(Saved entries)
╔══
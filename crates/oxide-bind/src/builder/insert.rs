//! INSERT statement builder using the typestate pattern.

use std::marker::PhantomData;

use tracing::debug;

use crate::context::QueryContext;
use crate::error::{BuildError, Result};
use crate::resolver::CompiledQuery;
use crate::value::{Bind, IntoBind};

/// A complete INSERT description.
#[derive(Debug, Clone, PartialEq)]
pub struct InsertSpec {
    /// Target table.
    pub table: String,
    /// Column names.
    pub columns: Vec<String>,
    /// One bind per column, per row.
    pub rows: Vec<Vec<Bind>>,
}

impl InsertSpec {
    /// Compiles `INSERT INTO "t" ( "a", "b" ) VALUES ( ?, ? ), ...`.
    ///
    /// # Errors
    ///
    /// Returns [`BuildError::InvalidStatement`] for an empty table, no
    /// columns, no rows, or a row whose length differs from the column list.
    pub fn compile(&self, ctx: &QueryContext) -> Result<CompiledQuery> {
        if self.table.trim().is_empty() {
            return Err(BuildError::InvalidStatement(String::from(
                "INSERT without a table",
            )));
        }
        if self.columns.is_empty() || self.rows.is_empty() {
            return Err(BuildError::InvalidStatement(String::from(
                "INSERT needs at least one column and one row",
            )));
        }

        let columns: Vec<String> = self
            .columns
            .iter()
            .map(|c| ctx.quote_identifier(c))
            .collect();
        let mut sql = format!(
            "INSERT INTO {} ( {} ) VALUES ",
            ctx.quote_identifier(&self.table),
            columns.join(", ")
        );
        let mut binds = Vec::with_capacity(self.columns.len() * self.rows.len());

        for (i, row) in self.rows.iter().enumerate() {
            if row.len() != self.columns.len() {
                return Err(BuildError::InvalidStatement(format!(
                    "row {i} has {} values for {} columns",
                    row.len(),
                    self.columns.len()
                )));
            }
            if i > 0 {
                sql.push_str(", ");
            }
            let placeholders: Vec<&str> = row.iter().map(|_| "?").collect();
            sql.push_str("( ");
            sql.push_str(&placeholders.join(", "));
            sql.push_str(" )");
            binds.extend(row.iter().cloned());
        }

        debug!(placeholders = binds.len(), "compiled INSERT");
        Ok(CompiledQuery::new(sql, binds))
    }
}

// Typestate markers

/// Marker: No values specified yet.
pub struct NoValues;
/// Marker: Values have been specified.
pub struct HasValues;

/// A fluent INSERT builder.
pub struct Insert<Values> {
    spec: InsertSpec,
    _state: PhantomData<Values>,
}

impl Insert<NoValues> {
    /// Starts an INSERT into `table`.
    #[must_use]
    pub fn into_table(table: &str) -> Self {
        Self {
            spec: InsertSpec {
                table: String::from(table),
                columns: vec![],
                rows: vec![],
            },
            _state: PhantomData,
        }
    }

    /// Specifies the columns to insert into.
    #[must_use]
    pub fn columns(mut self, cols: &[&str]) -> Self {
        self.spec.columns = cols.iter().map(|s| String::from(*s)).collect();
        self
    }

    /// Adds the first row of values.
    #[must_use]
    pub fn values<T: IntoBind>(self, vals: Vec<T>) -> Insert<HasValues> {
        let mut spec = self.spec;
        spec.rows.push(vals.into_iter().map(IntoBind::into_bind).collect());
        Insert {
            spec,
            _state: PhantomData,
        }
    }
}

// Methods available after adding values
impl Insert<HasValues> {
    /// Adds another row of values.
    #[must_use]
    pub fn and_values<T: IntoBind>(mut self, vals: Vec<T>) -> Self {
        self.spec
            .rows
            .push(vals.into_iter().map(IntoBind::into_bind).collect());
        self
    }

    /// Returns the finished description.
    #[must_use]
    pub fn into_spec(self) -> InsertSpec {
        self.spec
    }

    /// Compiles once and returns the SQL with its binds.
    ///
    /// # Errors
    ///
    /// See [`InsertSpec::compile`].
    pub fn build(self, ctx: &QueryContext) -> Result<(String, Vec<Bind>)> {
        Ok(self.spec.compile(ctx)?.into_parts())
    }
}

#[cfg(test)]
mod tests {
    use super::*;
    use crate::value::{token, SqlValue};

    #[test]
    fn test_insert_single_row() {
        let (sql, binds) = Insert::into_table("users")
            .columns(&["name", "email"])
            .values(vec!["Alice", "alice@example.com"])
            .build(&QueryContext::default())
            .unwrap();
        assert_eq!(
            sql,
            "INSERT INTO \"users\" ( \"name\", \"email\" ) VALUES ( ?, ? )"
        );
        assert_eq!(binds[0], Bind::Value(SqlValue::Text(String::from("Alice"))));
    }

    #[test]
    fn test_insert_tokens_and_rows() {
        let spec = Insert::into_table("users")
            .columns(&["id", "name"])
            .values(vec![token("id1"), token("name1")])
            .and_values(vec![token("id2"), token("name2")])
            .into_spec();
        let compiled = spec.compile(&QueryContext::default()).unwrap();
        assert!(compiled.sql().ends_with("VALUES ( ?, ? ), ( ?, ? )"));
        assert_eq!(
            compiled.token_names(),
            vec!["id1", "name1", "id2", "name2"]
        );
    }

    #[test]
    fn test_insert_row_length_mismatch() {
        let err = Insert::into_table("users")
            .columns(&["id", "name"])
            .values(vec![1])
            .build(&QueryContext::default())
            .unwrap_err();
        assert!(matches!(err, BuildError::InvalidStatement(_)));
    }
}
╚══
Exercise aim -> Faithfully transcribe the whole of the data.

Response to this task ->
filename crates/oxide-bind/src/builder/insert.rs
//! INSERT statement builder using the typestate pattern.

use std::marker::PhantomData;

use tracing::debug;

use crate::context::QueryContext;
use crate::error::{BuildError, Result};
use crate::resolver::CompiledQuery;
use crate::value::{Bind, IntoBind};

/// A complete INSERT description.
#[derive(Debug, Clone, PartialEq)]
pub struct InsertSpec {
    /// Target table.
    pub table: String,
    /// Column names.
    pub columns: Vec<String>,
    /// One bind per column, per row.
    pub rows: Vec<Vec<Bind>>,
}

impl InsertSpec {
    /// Compiles `INSERT INTO "t" ( "a", "b" ) VALUES ( ?, ? ), ...`.
    ///
    /// # Errors
    ///
    /// Returns [`BuildError::InvalidStatement`] for an empty table, no
    /// columns, no rows, or a row whose length differs from the column list.
    pub fn compile(&self, ctx: &QueryContext) -> Result<CompiledQuery> {
        if self.table.trim().is_empty() {
            return Err(BuildError::InvalidStatement(String::from(
                "INSERT without a table",
            )));
        }
        if self.columns.is_empty() || self.rows.is_empty() {
            return Err(BuildError::InvalidStatement(String::from(
                "INSERT needs at least one column and one row",
            )));
        }

        let columns: Vec<String> = self
            .columns
            .iter()
            .map(|c| ctx.quote_identifier(c))
            .collect();
        let mut sql = format!(
            "INSERT INTO {} ( {} ) VALUES ",
            ctx.quote_identifier(&self.table),
            columns.join(", ")
        );
        let mut binds = Vec::with_capacity(self.columns.len() * self.rows.len());

        for (i, row) in self.rows.iter().enumerate() {
            if row.len() != self.columns.len() {
                return Err(BuildError::InvalidStatement(format!(
                    "row {i} has {} values for {} columns",
                    row.len(),
                    self.columns.len()
                )));
            }
            if i > 0 {
                sql.push_str(", ");
            }
            let placeholders: Vec<&str> = row.iter().map(|_| "?").collect();
            sql.push_str("( ");
            sql.push_str(&placeholders.join(", "));
            sql.push_str(" )");
            binds.extend(row.iter().cloned());
        }

        debug!(placeholders = binds.len(), "compiled INSERT");
        Ok(CompiledQuery::new(sql, binds))
    }
}

// Typestate markers

/// Marker: No values specified yet.
pub struct NoValues;
/// Marker: Values have been specified.
pub struct HasValues;

/// A fluent INSERT builder.
pub struct Insert<Values> {
    spec: InsertSpec,
    _state: PhantomData<Values>,
}

impl Insert<NoValues> {
    /// Starts an INSERT into `table`.
    #[must_use]
    pub fn into_table(table: &str) -> Self {
        Self {
            spec: InsertSpec {
                table: String::from(table),
                columns: vec![],
                rows: vec![],
            },
            _state: PhantomData,
        }
    }

    /// Specifies the columns to insert into.
    #[must_use]
    pub fn columns(mut self, cols: &[&str]) -> Self {
        self.spec.columns = cols.iter().map(|s| String::from(*s)).collect();
        self
    }

    /// Adds the first row of values.
    #[must_use]
    pub fn values<T: IntoBind>(self, vals: Vec<T>) -> Insert<HasValues> {
        let mut spec = self.spec;
        spec.rows.push(vals.into_iter().map(IntoBind::into_bind).collect());
        Insert {
            spec,
            _state: PhantomData,
        }
    }
}

// Methods available after adding values
impl Insert<HasValues> {
    /// Adds another row of values.
    #[must_use]
    pub fn and_values<T: IntoBind>(mut self, vals: Vec<T>) -> Self {
        self.spec
            .rows
            .push(vals.into_iter().map(IntoBind::into_bind).collect());
        self
    }

    /// Returns the finished description.
    #[must_use]
    pub fn into_spec(self) -> InsertSpec {
        self.spec
    }

    /// Compiles once and returns the SQL with its binds.
    ///
    /// # Errors
    ///
    /// See [`InsertSpec::compile`].
    pub fn build(self, ctx: &QueryContext) -> Result<(String, Vec<Bind>)> {
        Ok(self.spec.compile(ctx)?.into_parts())
    }
}

#[cfg(test)]
mod tests {
    use super::*;
    use crate::value::{token, SqlValue};

    #[test]
    fn test_insert_single_row() {
        let (sql, binds) = Insert::into_table("users")
            .columns(&["name", "email"])
            .values(vec!["Alice", "alice@example.com"])
            .build(&QueryContext::default())
            .unwrap();
        assert_eq!(
            sql,
            "INSERT INTO \"users\" ( \"name\", \"email\" ) VALUES ( ?, ? )"
        );
        assert_eq!(binds[0], Bind::Value(SqlValue::Text(String::from("Alice"))));
    }

    #[test]
    fn test_insert_tokens_and_rows() {
        let spec = Insert::into_table("users")
            .columns(&["id", "name"])
            .values(vec![token("id1"), token("name1")])
            .and_values(vec![token("id2"), token("name2")])
            .into_spec();
        let compiled = spec.compile(&QueryContext::default()).unwrap();
        assert!(compiled.sql().ends_with("VALUES ( ?, ? ), ( ?, ? )"));
        assert_eq!(
            compiled.token_names(),
            vec!["id1", "name1", "id2", "name2"]
        );
    }

    #[test]
    fn test_insert_row_length_mismatch() {
        let err = Insert::into_table("users")
            .columns(&["id", "name"])
            .values(vec![1])
            .build(&QueryContext::default())
            .unwrap_err();
        assert!(matches!(err, BuildError::InvalidStatement(_)));
    }
}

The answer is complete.